Charakterizace mikropohybu a jeho vliv na systematické posuvy frekvence kvadrupólového přechodu iontu vápníku zachyceného v Paulově pasti / Characterization of micro-motion and its influence on systematic frequency shifts of quadrupole transition of Calcium ion trapped in Paul trap

Vadlejch, Daniel

January 2020

This thesis deals with the analysis of micromotion of a single charged calcium ion trapped inside the linear Paul's ion trap and the influence of residual micromotion on the systematic frequency shifts of the clock transition of calcium ion. The fundamental properties of the motion of an ion confined within linear Paul's ion trap are shown in general using a theoretical description. The micromotion component of the overall motion is especially emphasized. A model expressing micromotion in the axial direction of the trap is introduced on the basis of the results of the numerical calculation of electric fields inside the trap. The model is compared to the reality experimentally.
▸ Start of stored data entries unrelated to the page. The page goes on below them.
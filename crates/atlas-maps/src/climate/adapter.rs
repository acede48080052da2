//! Continuous climate values from discrete Köppen classes.
//!
//! At each query point the 4 surrounding map classes each contribute a
//! parameter triple picked from their sorted bucket by a smooth, seeded index
//! field. The triples are blended with the map's bilinear weights.

use std::sync::Arc;

use noise::{NoiseFn, OpenSimplex};

use super::parameter_cache::{KoppenParameterCache, ParameterCombination};
use crate::field::Field2D;
use crate::fields::KoppenField;

/// Offset, in grid units, of the 4 per-corner index samples.
const CORNER_OFFSET: f64 = 0.1;

/// How far a corner index may drift from the base index.
const CORNER_SPREAD: f64 = 0.08;

#[inline]
fn smoothstep(t: f64) -> f64 {
    t * t * (3.0 - 2.0 * t)
}

/// Seeded low-octave noise in `[0, 1]` that picks positions within buckets.
#[derive(Clone, Debug)]
pub struct ClimateIndexNoise {
    noise: OpenSimplex,
    octaves: u32,
    frequency: f64,
}

impl ClimateIndexNoise {
    pub fn new(seed: u64) -> Self {
        Self {
            noise: OpenSimplex::new((seed ^ (seed >> 32)) as u32),
            octaves: 2,
            frequency: 0.15,
        }
    }

    /// Raw fBm sample mapped from `[-1, 1]` to `[0, 1]`.
    pub fn raw(&self, x: f64, z: f64) -> f64 {
        let mut total = 0.0;
        let mut norm = 0.0;
        let mut frequency = self.frequency;
        let mut amplitude = 1.0;
        for _ in 0..self.octaves {
            total += self.noise.get([x * frequency, z * frequency]) * amplitude;
            norm += amplitude;
            frequency *= 2.0;
            amplitude *= 0.5;
        }
        ((total / norm + 1.0) * 0.5).clamp(0.0, 1.0)
    }

    /// Smoothed base index at `(x, z)`.
    pub fn base_index(&self, x: f64, z: f64) -> f64 {
        smoothstep(self.raw(x, z).clamp(0.0, 1.0))
    }

    /// One index per corner (order `00, 10, 01, 11`), each a small perturbation
    /// of the shared base index.
    pub fn corner_indices(&self, x: f64, z: f64) -> [f64; 4] {
        let base = self.base_index(x, z);
        let d = CORNER_OFFSET;
        [(-d, -d), (d, -d), (-d, d), (d, d)].map(|(dx, dz)| {
            let jitter = (self.raw(x + dx, z + dz) - 0.5) * CORNER_SPREAD;
            smoothstep((base + jitter).clamp(0.0, 1.0))
        })
    }
}

/// Which component of a parameter triple a field reports.
#[derive(Clone, Copy, Debug, PartialEq, Eq, Hash)]
pub enum ClimateParameter {
    Temperature,
    Rainfall,
    RainfallVariance,
}

impl ClimateParameter {
    pub fn extract(self, parameters: ParameterCombination) -> f64 {
        match self {
            Self::Temperature => parameters.temperature as f64,
            Self::Rainfall => parameters.rainfall as f64,
            Self::RainfallVariance => parameters.rainfall_variance as f64,
        }
    }
}

/// One climate parameter derived from the Köppen map.
#[derive(Clone, Debug)]
pub struct KoppenClimateField {
    koppen: KoppenField,
    cache: Arc<KoppenParameterCache>,
    index: Arc<ClimateIndexNoise>,
    parameter: ClimateParameter,
}

impl KoppenClimateField {
    pub fn new(
        koppen: KoppenField,
        cache: Arc<KoppenParameterCache>,
        index: Arc<ClimateIndexNoise>,
        parameter: ClimateParameter,
    ) -> Self {
        Self {
            koppen,
            cache,
            index,
            parameter,
        }
    }

    pub fn parameter(&self) -> ClimateParameter {
        self.parameter
    }

    /// Per-corner parameter triples and the weights to blend them with.
    fn corner_parameters(&self, x: f64, z: f64) -> ([ParameterCombination; 4], [f64; 4]) {
        let interpolation = self.koppen.interpolation(x, z);
        let indices = self.index.corner_indices(x, z);
        let corners = std::array::from_fn(|i| {
            self.cache
                .parameters_by_index(interpolation.climates[i], indices[i])
        });
        (corners, interpolation.weights)
    }

    /// All three blended parameters at `(x, z)`.
    pub fn parameters(&self, x: f64, z: f64) -> [f64; 3] {
        let (corners, weights) = self.corner_parameters(x, z);
        [
            ClimateParameter::Temperature,
            ClimateParameter::Rainfall,
            ClimateParameter::RainfallVariance,
        ]
        .map(|p| {
            corners
                .iter()
                .zip(weights)
                .map(|(c, w)| p.extract(*c) * w)
                .sum()
        })
    }
}

impl Field2D for KoppenClimateField {
    fn value(&self, x: f64, z: f64) -> f64 {
        let (corners, weights) = self.corner_parameters(x, z);
        corners
            .iter()
            .zip(weights)
            .map(|(c, w)| self.parameter.extract(*c) * w)
            .sum()
    }
}

/// Temperature, rainfall and rainfall variance sharing one index noise.
#[derive(Clone, Debug)]
pub struct KoppenClimateFields {
    pub temperature: KoppenClimateField,
    pub rainfall: KoppenClimateField,
    pub rainfall_variance: KoppenClimateField,
}

impl KoppenClimateFields {
    pub fn new(koppen: &KoppenField, cache: Arc<KoppenParameterCache>, seed: u64) -> Self {
        let index = Arc::new(ClimateIndexNoise::new(seed));
        let field = |parameter| {
            KoppenClimateField::new(koppen.clone(), Arc::clone(&cache), Arc::clone(&index), parameter)
        };
        Self {
            temperature: field(ClimateParameter::Temperature),
            rainfall: field(ClimateParameter::Rainfall),
            rainfall_variance: field(ClimateParameter::RainfallVariance),
        }
    }
}

#[cfg(test)]
mod tests {
    use std::sync::OnceLock;

    use super::*;
    use crate::climate::{Hemisphere, KoppenClimate, classify};
    use crate::raster::Raster;
    use crate::sampler::RasterSampler;
    use crate::units::WorldScale;

    const EPSILON: f64 = 1e-6;

    fn cache() -> Arc<KoppenParameterCache> {
        static CACHE: OnceLock<Arc<KoppenParameterCache>> = OnceLock::new();
        Arc::clone(CACHE.get_or_init(|| Arc::new(KoppenParameterCache::build())))
    }

    fn koppen(f: impl FnMut(u32, u32) -> [u8; 3]) -> KoppenField {
        KoppenField::new(RasterSampler::new(
            Arc::new(Raster::from_rgb_fn(8, 8, f)),
            WorldScale::from_radii(512, 512),
        ))
    }

    #[test]
    fn test_index_noise_is_bounded_and_deterministic() {
        let a = ClimateIndexNoise::new(7);
        let b = ClimateIndexNoise::new(7);
        for i in 0..50 {
            let (x, z) = (i as f64 * 0.37 - 9.0, i as f64 * -0.53 + 4.0);
            let raw = a.raw(x, z);
            assert!((0.0..=1.0).contains(&raw), "raw {raw}");
            assert_eq!(raw, b.raw(x, z));
            for index in a.corner_indices(x, z) {
                assert!((0.0..=1.0).contains(&index), "index {index}");
            }
        }
    }

    #[test]
    fn test_corner_indices_stay_near_base() {
        let noise = ClimateIndexNoise::new(99);
        for i in 0..50 {
            let (x, z) = (i as f64 * 1.7, i as f64 * 0.3);
            let base = noise.base_index(x, z);
            for index in noise.corner_indices(x, z) {
                assert!((index - base).abs() <= 0.25, "{index} vs {base}");
            }
        }
    }

    #[test]
    fn test_uniform_class_values_classify_back() {
        let color = KoppenClimate::Cfb.color();
        let fields = KoppenClimateFields::new(&koppen(|_, _| color), cache(), 1234);
        for i in 0..40 {
            let (x, z) = (i as f64 * 0.19 - 3.5, i as f64 * 0.11 - 2.0);
            let t = fields.temperature.value(x, z);
            let r = fields.rainfall.value(x, z);
            let v = fields.rainfall_variance.value(x, z);
            let got = classify(t as f32, r as f32, v as f32, Hemisphere::Northern);
            assert_eq!(got, KoppenClimate::Cfb, "({x}, {z}) -> ({t}, {r}, {v})");
        }
    }

    #[test]
    fn test_fields_share_one_index() {
        let color = KoppenClimate::Dfa.color();
        let fields = KoppenClimateFields::new(&koppen(|_, _| color), cache(), 55);
        for (x, z) in [(0.0, 0.0), (1.3, -2.7), (-3.9, 3.1)] {
            let [t, r, v] = fields.temperature.parameters(x, z);
            assert!((fields.temperature.value(x, z) - t).abs() < EPSILON);
            assert!((fields.rainfall.value(x, z) - r).abs() < EPSILON);
            assert!((fields.rainfall_variance.value(x, z) - v).abs() < EPSILON);
        }
    }

    #[test]
    fn test_values_blend_across_class_boundary() {
        let hot = KoppenClimate::Af.color();
        let cold = KoppenClimate::Ef.color();
        let fields =
            KoppenClimateFields::new(&koppen(|x, _| if x < 4 { hot } else { cold }), cache(), 3);
        let west = fields.temperature.value(-3.0, 0.0);
        let east = fields.temperature.value(3.0, 0.0);
        let middle = fields.temperature.value(-0.25, 0.0);
        assert!(west >= 18.0, "west {west}");
        assert!(east < -14.0, "east {east}");
        assert!(east < middle && middle < west, "{east} < {middle} < {west}");
    }

    #[test]
    fn test_same_seed_reproduces_values() {
        let color = KoppenClimate::BSk.color();
        let field = koppen(|_, _| color);
        let a = KoppenClimateFields::new(&field, cache(), 11);
        let b = KoppenClimateFields::new(&field, cache(), 11);
        for (x, z) in [(0.5, 0.5), (-2.0, 1.0)] {
            assert_eq!(a.rainfall.value(x, z), b.rainfall.value(x, z));
        }
    }
}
Then, the photon-correlation method of detection of micromotion is introduced and subsequently used to minimize and to estimate a measure of residual micromotion in all spacial directions. According to the achievable measure of residual micromotion, the systematic frequency shifts caused by this micromotion are estimated. It can be seen that we are able to reach uncertainties of the relative frequency shifts due to micromotion below 10^20. We expect that uncertainty of total motional systematic frequency shift is in our case limited by thermal motion.